## Your objective
From the data below, retype exactly the lines starting with the one that contains "debug!(pod = %pod.name, args" and ending with the one that contains "let _ = events.send(TunnelEvent::LostConnection(line.clone()));", both included.

'''

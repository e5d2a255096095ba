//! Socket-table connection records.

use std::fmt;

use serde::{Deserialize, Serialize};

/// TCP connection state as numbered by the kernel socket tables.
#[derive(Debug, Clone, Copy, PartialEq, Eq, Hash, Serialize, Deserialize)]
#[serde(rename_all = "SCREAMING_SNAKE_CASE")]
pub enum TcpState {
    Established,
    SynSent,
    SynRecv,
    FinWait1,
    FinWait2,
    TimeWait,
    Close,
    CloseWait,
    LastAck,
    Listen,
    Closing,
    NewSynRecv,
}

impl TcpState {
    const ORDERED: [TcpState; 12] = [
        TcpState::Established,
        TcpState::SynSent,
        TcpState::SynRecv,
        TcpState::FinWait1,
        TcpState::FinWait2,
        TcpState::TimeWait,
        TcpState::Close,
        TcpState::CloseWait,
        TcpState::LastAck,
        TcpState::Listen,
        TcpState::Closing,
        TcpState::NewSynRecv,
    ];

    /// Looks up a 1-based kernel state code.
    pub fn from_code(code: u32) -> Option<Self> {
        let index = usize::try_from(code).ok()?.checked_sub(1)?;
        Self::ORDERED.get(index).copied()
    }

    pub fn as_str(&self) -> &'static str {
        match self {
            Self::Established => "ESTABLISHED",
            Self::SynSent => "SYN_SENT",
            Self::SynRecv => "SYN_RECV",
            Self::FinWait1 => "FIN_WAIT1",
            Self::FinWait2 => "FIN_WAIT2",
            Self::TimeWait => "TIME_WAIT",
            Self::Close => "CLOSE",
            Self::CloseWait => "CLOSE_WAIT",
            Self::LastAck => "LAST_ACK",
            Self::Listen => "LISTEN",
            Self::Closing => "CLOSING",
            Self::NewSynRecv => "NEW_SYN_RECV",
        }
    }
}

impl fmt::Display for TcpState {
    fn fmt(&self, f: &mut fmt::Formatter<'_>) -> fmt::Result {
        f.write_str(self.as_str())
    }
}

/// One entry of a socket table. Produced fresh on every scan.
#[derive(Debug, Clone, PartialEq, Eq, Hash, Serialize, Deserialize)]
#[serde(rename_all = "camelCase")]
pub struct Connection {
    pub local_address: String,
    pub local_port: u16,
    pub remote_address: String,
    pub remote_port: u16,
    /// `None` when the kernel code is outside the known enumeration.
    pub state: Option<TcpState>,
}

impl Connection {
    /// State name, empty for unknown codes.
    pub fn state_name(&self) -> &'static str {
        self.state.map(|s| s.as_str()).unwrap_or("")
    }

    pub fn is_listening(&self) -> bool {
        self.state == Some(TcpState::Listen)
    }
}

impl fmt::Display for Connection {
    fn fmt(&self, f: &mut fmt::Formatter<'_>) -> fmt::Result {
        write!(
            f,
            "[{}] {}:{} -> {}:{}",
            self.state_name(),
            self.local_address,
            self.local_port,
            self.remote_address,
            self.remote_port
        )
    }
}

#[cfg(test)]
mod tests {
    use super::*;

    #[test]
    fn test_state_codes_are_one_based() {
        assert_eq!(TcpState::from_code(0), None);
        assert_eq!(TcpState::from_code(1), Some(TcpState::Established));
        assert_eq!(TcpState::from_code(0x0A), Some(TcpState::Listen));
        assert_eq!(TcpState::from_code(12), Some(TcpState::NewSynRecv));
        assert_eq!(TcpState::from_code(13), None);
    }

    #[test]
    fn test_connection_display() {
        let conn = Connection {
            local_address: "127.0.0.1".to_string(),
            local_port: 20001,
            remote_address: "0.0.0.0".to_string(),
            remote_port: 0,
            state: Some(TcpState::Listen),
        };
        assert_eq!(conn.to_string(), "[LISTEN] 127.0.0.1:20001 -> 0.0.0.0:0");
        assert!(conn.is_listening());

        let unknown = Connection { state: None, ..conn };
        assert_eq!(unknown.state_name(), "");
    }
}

'''
'''

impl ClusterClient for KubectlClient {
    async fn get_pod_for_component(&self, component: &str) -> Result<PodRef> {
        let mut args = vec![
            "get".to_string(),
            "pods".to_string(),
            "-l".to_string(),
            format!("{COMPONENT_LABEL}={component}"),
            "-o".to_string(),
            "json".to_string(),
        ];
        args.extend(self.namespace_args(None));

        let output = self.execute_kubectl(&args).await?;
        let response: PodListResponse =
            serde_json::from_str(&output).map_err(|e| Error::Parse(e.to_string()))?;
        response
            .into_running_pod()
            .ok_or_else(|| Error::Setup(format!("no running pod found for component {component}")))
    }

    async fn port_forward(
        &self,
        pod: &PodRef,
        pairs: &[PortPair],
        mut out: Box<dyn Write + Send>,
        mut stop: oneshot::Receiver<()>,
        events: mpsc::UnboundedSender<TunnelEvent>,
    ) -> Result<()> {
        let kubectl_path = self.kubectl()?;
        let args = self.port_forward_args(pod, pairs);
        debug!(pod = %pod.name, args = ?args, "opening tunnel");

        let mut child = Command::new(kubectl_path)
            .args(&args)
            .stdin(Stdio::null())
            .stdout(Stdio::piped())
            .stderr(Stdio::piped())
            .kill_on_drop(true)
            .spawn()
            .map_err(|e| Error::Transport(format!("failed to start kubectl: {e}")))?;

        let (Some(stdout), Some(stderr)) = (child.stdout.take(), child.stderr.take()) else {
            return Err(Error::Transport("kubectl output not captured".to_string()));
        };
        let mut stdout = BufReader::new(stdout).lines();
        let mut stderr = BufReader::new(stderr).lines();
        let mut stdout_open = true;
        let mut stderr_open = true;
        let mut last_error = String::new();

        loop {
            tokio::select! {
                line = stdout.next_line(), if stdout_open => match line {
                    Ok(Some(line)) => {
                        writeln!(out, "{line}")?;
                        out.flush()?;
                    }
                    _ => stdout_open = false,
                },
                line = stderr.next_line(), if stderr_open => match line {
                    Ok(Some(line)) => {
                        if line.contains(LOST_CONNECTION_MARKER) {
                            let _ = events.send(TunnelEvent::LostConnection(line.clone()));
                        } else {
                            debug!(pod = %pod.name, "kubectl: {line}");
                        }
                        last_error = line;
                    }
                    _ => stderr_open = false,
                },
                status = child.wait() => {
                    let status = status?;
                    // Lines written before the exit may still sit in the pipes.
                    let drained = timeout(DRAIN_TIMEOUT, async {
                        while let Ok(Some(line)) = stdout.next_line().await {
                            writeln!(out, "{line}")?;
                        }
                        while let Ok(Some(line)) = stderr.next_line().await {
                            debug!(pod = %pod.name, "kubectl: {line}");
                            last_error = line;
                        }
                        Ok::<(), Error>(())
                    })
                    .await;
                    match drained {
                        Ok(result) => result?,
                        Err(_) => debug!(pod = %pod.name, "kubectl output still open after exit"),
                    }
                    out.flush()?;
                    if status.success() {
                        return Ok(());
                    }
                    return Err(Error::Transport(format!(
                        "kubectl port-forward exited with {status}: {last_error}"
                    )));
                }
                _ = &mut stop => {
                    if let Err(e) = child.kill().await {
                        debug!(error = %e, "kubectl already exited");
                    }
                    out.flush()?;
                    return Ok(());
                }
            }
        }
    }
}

'''

## Answer box
        debug!(pod = %pod.name, args = ?args, "opening tunnel");

        let mut child = Command::new(kubectl_path)
            .args(&args)
            .stdin(Stdio::null())
            .stdout(Stdio::piped())
            .stderr(Stdio::piped())
            .kill_on_drop(true)
            .spawn()
            .map_err(|e| Error::Transport(format!("failed to start kubectl: {e}")))?;

        let (Some(stdout), Some(stderr)) = (child.stdout.take(), child.stderr.take()) else {
            return Err(Error::Transport("kubectl output not captured".to_string()));
        };
        let mut stdout = BufReader::new(stdout).lines();
        let mut stderr = BufReader::new(stderr).lines();
        let mut stdout_open = true;
        let mut stderr_open = true;
        let mut last_error = String::new();

        loop {
            tokio::select! {
                line = stdout.next_line(), if stdout_open => match line {
                    Ok(Some(line)) => {
                        writeln!(out, "{line}")?;
                        out.flush()?;
                    }
                    _ => stdout_open = false,
                },
                line = stderr.next_line(), if stderr_open => match line {
                    Ok(Some(line)) => {
                        if line.contains(LOST_CONNECTION_MARKER) {
                            let _ = events.send(TunnelEvent::LostConnection(line.clone()));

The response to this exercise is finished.